■ **Assignment**
Copy out each line of the data holding "missing".

■ **Material to process**
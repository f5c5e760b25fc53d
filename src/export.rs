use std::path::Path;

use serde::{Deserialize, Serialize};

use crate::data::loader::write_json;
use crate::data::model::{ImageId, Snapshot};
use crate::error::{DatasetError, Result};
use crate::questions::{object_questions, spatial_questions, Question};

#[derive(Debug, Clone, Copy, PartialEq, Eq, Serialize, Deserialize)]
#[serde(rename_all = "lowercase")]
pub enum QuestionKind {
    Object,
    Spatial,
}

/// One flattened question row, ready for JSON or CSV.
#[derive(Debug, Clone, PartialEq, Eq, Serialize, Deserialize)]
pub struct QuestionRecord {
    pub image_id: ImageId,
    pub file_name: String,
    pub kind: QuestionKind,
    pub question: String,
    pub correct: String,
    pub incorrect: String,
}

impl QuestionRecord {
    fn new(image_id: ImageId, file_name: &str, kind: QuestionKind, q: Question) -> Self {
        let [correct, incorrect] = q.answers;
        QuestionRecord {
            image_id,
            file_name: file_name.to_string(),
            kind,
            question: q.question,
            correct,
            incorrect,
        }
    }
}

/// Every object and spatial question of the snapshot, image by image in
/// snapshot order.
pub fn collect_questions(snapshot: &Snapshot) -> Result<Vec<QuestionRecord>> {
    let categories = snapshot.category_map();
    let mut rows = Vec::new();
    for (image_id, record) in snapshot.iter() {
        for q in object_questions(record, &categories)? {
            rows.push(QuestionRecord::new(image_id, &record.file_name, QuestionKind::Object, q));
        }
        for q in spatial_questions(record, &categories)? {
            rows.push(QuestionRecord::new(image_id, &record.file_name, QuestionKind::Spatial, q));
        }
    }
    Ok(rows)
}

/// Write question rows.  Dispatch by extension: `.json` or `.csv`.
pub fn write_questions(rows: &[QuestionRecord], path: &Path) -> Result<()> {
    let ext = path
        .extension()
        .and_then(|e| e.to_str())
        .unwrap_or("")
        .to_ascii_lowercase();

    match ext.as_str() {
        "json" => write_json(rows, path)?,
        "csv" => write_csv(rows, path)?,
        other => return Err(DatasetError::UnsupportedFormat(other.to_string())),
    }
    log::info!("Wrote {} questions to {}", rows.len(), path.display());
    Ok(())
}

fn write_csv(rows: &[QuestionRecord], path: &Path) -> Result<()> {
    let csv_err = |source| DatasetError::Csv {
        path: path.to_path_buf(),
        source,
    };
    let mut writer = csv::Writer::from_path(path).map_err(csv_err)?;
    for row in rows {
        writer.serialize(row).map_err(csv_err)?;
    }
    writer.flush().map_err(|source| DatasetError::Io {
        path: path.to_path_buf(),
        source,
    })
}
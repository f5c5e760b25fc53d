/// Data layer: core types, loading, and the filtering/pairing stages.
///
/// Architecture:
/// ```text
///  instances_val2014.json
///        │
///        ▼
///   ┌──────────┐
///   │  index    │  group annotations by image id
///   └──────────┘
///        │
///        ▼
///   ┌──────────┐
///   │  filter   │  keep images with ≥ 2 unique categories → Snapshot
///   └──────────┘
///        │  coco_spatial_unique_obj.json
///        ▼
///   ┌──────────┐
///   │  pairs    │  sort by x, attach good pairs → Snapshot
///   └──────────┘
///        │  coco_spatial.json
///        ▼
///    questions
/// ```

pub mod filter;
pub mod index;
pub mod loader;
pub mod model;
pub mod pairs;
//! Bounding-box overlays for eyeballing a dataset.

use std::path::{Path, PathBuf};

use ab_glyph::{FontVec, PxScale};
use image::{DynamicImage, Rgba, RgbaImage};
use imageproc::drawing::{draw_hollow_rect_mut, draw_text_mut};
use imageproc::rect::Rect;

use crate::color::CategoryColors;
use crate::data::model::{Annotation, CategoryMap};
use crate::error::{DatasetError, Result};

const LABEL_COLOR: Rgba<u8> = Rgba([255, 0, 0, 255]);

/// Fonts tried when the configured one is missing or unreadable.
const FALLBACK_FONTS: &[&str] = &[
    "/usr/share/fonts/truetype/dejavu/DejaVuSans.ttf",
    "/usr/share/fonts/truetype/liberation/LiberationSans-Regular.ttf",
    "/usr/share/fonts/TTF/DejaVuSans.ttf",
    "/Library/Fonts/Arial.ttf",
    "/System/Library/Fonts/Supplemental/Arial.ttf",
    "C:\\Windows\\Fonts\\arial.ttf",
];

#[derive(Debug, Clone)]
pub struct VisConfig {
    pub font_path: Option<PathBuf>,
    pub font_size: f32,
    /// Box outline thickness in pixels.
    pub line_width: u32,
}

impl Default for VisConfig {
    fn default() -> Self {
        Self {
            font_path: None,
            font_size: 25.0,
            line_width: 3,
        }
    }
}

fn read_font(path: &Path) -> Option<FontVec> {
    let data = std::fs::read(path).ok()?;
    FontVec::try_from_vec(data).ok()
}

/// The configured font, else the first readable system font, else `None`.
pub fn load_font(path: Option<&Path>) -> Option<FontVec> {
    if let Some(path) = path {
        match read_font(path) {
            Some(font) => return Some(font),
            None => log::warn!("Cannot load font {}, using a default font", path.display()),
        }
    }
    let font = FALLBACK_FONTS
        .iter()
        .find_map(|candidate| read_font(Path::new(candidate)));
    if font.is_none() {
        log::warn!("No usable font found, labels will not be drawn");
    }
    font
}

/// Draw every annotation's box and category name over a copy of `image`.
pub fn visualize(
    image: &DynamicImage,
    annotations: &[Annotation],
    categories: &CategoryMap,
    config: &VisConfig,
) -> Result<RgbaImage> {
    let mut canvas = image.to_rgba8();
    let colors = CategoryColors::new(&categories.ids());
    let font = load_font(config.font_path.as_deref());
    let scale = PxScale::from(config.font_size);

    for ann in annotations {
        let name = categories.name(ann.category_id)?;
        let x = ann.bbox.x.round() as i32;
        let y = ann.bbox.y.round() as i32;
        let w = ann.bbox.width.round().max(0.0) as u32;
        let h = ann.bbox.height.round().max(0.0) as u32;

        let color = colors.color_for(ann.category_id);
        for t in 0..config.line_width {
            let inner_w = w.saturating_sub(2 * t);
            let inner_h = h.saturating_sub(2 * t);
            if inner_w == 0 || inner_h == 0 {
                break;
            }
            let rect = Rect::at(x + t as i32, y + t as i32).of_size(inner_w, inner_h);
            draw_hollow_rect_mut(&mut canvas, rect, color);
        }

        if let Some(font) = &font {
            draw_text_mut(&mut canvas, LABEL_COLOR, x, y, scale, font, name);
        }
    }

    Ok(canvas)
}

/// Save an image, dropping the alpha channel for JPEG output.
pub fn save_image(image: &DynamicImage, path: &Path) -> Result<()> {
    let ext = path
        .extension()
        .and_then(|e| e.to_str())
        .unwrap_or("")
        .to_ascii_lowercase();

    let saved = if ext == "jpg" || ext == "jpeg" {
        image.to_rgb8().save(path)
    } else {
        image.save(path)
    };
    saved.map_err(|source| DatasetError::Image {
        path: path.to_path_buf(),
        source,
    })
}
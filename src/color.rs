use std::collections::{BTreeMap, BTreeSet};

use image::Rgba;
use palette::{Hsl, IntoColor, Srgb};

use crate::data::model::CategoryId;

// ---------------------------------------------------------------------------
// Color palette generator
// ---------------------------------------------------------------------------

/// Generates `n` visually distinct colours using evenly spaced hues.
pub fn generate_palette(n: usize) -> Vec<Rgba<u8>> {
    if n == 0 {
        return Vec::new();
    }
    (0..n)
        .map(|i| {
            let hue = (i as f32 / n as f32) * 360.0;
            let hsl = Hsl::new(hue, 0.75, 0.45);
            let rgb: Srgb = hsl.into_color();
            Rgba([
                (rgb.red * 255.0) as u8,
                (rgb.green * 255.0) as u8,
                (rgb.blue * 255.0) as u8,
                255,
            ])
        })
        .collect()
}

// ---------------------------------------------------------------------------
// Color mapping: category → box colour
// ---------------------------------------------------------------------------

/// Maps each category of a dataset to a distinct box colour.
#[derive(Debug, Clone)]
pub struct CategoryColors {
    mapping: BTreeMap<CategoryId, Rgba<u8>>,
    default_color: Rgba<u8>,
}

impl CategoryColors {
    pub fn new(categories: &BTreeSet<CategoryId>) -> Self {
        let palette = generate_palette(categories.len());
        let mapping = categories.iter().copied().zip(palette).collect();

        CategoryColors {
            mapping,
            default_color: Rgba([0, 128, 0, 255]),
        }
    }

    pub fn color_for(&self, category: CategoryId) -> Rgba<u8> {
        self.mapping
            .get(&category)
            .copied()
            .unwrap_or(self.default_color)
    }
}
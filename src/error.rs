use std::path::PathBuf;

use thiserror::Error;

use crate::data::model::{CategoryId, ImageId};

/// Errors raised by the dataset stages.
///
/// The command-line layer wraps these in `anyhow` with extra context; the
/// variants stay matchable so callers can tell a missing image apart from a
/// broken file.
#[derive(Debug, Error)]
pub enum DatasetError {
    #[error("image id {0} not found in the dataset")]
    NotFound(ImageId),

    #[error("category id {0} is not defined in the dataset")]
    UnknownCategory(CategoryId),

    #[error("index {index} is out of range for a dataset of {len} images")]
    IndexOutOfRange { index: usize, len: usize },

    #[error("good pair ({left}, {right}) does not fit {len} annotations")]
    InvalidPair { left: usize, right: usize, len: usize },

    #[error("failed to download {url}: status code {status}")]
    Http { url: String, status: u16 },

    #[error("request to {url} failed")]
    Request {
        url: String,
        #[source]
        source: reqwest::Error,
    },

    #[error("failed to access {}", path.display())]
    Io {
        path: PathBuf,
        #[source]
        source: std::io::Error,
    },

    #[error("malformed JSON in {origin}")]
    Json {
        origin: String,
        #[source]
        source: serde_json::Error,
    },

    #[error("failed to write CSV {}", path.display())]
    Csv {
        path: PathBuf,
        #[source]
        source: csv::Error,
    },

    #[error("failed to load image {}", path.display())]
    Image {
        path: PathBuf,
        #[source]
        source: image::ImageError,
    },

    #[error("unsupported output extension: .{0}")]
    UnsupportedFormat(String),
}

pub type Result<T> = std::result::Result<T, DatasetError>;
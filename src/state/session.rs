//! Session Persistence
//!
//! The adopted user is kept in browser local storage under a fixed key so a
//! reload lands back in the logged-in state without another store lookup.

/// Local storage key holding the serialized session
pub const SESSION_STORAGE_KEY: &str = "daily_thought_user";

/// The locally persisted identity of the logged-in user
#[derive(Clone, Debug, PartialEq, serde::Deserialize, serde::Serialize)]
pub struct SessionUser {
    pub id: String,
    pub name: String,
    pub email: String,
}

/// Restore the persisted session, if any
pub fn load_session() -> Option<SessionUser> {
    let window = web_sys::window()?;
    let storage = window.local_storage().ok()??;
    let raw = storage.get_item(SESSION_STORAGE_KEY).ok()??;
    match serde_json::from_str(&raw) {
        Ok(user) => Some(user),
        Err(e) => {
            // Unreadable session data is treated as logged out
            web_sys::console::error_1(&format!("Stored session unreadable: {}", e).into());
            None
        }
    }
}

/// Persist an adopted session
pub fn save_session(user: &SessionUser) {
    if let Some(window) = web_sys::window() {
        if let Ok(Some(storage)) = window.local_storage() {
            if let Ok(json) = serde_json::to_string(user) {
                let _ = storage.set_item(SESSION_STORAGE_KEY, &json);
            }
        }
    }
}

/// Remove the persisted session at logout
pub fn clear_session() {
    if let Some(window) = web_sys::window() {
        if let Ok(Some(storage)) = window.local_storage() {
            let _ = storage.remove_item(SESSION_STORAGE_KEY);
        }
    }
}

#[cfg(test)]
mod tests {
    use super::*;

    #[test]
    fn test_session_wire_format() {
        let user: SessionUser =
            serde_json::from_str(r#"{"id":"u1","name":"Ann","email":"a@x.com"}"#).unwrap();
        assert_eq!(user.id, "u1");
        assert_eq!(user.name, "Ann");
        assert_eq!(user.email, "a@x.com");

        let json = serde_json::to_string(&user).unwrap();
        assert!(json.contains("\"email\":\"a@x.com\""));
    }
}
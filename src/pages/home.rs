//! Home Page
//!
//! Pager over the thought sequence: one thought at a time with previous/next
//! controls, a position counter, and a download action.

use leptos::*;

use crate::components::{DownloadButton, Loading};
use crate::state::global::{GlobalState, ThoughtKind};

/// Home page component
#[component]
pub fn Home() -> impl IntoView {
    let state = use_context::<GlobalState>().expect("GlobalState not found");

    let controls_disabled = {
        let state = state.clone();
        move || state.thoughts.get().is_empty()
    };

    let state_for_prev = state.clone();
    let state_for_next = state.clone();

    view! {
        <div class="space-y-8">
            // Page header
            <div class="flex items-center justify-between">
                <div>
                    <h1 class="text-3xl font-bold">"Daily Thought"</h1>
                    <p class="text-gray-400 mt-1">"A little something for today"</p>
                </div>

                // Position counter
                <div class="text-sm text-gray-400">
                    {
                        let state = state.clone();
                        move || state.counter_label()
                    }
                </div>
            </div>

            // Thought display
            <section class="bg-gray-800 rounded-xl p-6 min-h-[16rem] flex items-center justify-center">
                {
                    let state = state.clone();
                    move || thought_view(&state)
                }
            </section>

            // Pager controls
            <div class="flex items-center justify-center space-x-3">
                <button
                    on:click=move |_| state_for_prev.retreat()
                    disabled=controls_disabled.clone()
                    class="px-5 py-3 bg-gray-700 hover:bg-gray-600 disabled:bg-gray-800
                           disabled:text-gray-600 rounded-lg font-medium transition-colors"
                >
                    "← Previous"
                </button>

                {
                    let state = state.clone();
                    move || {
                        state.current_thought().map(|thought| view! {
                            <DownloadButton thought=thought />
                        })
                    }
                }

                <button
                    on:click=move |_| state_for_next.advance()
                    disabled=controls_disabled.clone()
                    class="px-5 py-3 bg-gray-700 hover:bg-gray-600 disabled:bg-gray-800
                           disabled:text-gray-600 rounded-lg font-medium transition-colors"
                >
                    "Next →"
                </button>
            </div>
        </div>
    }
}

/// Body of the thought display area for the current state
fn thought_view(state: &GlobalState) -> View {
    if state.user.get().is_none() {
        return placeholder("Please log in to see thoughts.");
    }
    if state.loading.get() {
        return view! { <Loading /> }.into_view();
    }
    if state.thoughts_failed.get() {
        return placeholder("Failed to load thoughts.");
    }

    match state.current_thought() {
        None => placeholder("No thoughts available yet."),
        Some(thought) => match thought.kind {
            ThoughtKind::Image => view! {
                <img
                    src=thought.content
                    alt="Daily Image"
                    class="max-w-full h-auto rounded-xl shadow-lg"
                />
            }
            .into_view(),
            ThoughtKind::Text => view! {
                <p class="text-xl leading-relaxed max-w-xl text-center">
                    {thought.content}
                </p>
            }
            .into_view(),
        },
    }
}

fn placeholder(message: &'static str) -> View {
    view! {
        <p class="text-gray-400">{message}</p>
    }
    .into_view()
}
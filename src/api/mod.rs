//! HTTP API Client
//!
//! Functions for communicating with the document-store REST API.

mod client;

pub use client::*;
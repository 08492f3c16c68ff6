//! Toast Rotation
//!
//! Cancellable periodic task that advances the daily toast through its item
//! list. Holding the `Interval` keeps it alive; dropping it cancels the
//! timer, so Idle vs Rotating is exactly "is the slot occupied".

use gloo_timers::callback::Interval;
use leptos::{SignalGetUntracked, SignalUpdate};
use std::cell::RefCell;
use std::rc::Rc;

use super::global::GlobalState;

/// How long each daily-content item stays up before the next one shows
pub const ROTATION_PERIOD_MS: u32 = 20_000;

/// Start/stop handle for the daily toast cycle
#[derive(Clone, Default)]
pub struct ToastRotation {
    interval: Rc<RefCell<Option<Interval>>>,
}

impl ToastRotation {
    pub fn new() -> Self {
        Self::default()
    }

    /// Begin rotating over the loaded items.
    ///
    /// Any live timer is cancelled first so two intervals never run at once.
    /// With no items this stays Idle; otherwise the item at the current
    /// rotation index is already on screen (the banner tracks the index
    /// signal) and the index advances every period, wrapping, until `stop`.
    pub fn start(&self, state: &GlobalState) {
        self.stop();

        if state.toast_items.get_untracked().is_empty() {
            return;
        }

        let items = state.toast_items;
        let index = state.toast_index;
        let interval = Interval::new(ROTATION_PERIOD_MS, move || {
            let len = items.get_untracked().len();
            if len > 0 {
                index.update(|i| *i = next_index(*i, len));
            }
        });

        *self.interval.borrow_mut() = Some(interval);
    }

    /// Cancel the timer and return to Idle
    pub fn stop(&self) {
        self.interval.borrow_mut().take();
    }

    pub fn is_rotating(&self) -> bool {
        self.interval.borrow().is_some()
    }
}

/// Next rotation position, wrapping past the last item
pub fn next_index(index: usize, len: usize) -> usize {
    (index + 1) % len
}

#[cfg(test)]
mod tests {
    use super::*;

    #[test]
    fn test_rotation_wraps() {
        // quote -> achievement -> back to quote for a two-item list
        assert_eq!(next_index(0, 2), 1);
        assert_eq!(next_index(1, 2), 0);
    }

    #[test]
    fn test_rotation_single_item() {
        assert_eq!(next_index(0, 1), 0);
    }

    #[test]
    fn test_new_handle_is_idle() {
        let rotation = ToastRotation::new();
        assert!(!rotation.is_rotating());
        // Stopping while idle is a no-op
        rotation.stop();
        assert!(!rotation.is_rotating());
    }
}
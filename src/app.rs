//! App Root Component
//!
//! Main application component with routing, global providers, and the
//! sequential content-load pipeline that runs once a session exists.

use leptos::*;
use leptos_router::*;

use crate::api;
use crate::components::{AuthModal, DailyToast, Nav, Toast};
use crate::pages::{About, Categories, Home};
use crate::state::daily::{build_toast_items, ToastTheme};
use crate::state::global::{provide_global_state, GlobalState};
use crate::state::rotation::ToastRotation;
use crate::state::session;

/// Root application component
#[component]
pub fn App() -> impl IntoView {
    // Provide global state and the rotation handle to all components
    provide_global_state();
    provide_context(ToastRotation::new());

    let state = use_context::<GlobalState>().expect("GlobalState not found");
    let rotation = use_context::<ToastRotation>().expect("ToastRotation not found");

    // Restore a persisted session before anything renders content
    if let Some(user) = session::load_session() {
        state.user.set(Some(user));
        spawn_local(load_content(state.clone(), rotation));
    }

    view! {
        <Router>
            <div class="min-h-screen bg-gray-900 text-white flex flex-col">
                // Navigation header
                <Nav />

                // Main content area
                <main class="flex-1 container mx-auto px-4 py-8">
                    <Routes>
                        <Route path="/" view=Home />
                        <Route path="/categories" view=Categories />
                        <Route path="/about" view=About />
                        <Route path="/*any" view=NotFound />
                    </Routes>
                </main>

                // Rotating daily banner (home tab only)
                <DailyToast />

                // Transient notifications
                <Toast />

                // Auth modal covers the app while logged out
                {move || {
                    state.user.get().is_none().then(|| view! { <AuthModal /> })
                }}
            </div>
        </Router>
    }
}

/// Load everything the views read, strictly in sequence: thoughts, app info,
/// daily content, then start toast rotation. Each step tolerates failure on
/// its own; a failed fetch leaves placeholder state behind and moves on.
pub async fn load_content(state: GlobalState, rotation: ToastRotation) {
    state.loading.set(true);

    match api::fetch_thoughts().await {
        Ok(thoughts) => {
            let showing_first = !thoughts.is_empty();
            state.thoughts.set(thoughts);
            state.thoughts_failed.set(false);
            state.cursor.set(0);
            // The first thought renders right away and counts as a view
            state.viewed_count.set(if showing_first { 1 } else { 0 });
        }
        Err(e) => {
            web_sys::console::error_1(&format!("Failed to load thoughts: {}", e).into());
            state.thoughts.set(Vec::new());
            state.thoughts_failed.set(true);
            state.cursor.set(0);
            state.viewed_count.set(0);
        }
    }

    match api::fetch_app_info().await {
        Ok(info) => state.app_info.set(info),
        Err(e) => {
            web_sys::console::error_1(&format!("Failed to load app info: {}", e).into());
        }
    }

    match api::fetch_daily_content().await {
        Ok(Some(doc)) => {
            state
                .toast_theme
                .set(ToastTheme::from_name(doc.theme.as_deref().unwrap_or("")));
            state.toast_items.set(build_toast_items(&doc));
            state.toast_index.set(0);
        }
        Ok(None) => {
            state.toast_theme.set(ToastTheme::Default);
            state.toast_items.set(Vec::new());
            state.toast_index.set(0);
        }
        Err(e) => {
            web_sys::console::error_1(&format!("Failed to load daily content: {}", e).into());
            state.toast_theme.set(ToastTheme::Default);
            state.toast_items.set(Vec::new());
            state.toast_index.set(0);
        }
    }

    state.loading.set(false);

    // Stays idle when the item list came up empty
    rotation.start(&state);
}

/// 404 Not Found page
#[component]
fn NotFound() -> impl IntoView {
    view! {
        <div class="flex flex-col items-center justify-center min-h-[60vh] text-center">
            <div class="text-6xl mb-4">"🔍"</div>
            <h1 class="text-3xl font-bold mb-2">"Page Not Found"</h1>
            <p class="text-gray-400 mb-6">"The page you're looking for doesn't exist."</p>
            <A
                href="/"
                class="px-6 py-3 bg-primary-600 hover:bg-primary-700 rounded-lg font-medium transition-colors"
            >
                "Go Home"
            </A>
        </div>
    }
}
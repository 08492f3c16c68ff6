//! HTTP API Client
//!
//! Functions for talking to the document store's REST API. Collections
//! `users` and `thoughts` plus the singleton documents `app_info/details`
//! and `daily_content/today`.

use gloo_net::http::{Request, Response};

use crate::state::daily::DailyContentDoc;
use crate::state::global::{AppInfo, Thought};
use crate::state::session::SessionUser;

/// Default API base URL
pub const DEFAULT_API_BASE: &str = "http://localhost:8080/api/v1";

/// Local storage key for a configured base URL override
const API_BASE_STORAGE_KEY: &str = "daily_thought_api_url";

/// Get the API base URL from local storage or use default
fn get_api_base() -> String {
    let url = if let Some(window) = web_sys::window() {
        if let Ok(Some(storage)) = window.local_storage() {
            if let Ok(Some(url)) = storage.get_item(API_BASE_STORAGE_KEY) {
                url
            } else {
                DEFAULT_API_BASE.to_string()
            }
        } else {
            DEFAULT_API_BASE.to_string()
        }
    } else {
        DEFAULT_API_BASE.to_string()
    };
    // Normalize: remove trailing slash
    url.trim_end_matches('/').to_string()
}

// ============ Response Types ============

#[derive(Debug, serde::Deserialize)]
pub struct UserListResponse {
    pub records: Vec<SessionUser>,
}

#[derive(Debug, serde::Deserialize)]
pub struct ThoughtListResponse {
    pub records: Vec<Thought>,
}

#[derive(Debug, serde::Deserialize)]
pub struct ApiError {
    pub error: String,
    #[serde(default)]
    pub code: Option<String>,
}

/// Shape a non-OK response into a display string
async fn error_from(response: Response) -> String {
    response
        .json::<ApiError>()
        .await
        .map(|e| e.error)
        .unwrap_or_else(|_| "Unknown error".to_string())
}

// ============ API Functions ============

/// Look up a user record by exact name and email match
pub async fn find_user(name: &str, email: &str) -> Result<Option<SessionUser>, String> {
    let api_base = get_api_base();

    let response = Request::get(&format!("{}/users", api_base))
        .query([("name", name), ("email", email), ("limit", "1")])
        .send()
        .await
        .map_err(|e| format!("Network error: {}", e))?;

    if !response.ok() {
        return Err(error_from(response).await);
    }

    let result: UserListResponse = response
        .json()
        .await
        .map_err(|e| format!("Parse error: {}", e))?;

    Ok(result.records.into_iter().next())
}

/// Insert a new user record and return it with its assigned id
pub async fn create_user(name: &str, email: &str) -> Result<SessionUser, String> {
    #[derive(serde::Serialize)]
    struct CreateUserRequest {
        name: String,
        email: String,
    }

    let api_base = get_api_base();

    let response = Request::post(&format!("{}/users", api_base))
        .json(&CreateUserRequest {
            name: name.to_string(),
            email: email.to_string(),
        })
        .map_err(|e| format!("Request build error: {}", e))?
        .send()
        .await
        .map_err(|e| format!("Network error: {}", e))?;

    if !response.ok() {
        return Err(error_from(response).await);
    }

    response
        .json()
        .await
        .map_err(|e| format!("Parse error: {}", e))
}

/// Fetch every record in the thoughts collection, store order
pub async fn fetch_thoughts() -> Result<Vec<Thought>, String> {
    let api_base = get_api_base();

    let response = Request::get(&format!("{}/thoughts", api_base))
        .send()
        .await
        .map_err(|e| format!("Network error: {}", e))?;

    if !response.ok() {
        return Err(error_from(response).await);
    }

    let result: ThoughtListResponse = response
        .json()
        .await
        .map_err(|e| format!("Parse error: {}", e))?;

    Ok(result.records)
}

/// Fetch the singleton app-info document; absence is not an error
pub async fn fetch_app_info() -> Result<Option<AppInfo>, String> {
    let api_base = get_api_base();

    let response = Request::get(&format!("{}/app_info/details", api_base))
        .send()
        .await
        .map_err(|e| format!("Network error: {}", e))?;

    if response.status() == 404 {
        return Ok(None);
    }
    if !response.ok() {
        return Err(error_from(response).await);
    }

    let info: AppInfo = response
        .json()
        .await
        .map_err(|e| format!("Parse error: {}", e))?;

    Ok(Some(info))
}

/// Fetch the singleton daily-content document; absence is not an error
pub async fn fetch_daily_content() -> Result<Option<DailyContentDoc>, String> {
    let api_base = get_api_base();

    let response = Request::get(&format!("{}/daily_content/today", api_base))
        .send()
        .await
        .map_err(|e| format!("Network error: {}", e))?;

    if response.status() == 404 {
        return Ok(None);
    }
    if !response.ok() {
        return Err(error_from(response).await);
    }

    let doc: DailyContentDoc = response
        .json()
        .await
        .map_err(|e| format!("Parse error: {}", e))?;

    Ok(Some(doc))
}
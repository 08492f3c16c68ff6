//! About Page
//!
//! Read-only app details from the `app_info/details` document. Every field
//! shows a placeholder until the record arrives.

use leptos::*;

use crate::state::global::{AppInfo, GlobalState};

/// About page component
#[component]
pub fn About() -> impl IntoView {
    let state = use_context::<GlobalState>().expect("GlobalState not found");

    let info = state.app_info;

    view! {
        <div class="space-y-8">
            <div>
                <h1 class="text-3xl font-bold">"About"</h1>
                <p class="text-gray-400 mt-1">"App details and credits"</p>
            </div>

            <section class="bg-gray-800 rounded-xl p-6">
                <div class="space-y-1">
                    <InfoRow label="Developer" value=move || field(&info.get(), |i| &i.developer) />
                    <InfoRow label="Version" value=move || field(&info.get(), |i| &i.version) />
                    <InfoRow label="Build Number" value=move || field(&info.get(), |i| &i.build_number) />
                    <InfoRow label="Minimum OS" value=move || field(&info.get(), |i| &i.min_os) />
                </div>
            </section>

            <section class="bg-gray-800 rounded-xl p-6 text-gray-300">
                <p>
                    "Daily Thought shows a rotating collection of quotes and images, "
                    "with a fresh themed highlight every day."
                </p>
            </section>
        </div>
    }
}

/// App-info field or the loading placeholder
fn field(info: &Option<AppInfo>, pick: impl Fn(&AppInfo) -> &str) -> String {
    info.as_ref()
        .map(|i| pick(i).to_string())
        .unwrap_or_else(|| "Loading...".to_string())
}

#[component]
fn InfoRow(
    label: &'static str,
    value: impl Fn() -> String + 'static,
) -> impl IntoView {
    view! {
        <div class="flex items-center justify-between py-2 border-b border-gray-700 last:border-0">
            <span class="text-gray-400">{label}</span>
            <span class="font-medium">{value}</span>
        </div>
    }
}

■ **Your solution**
/// Fonts tried when the configured one is missing or unreadable.
/// variants stay matchable so callers can tell a missing image apart from a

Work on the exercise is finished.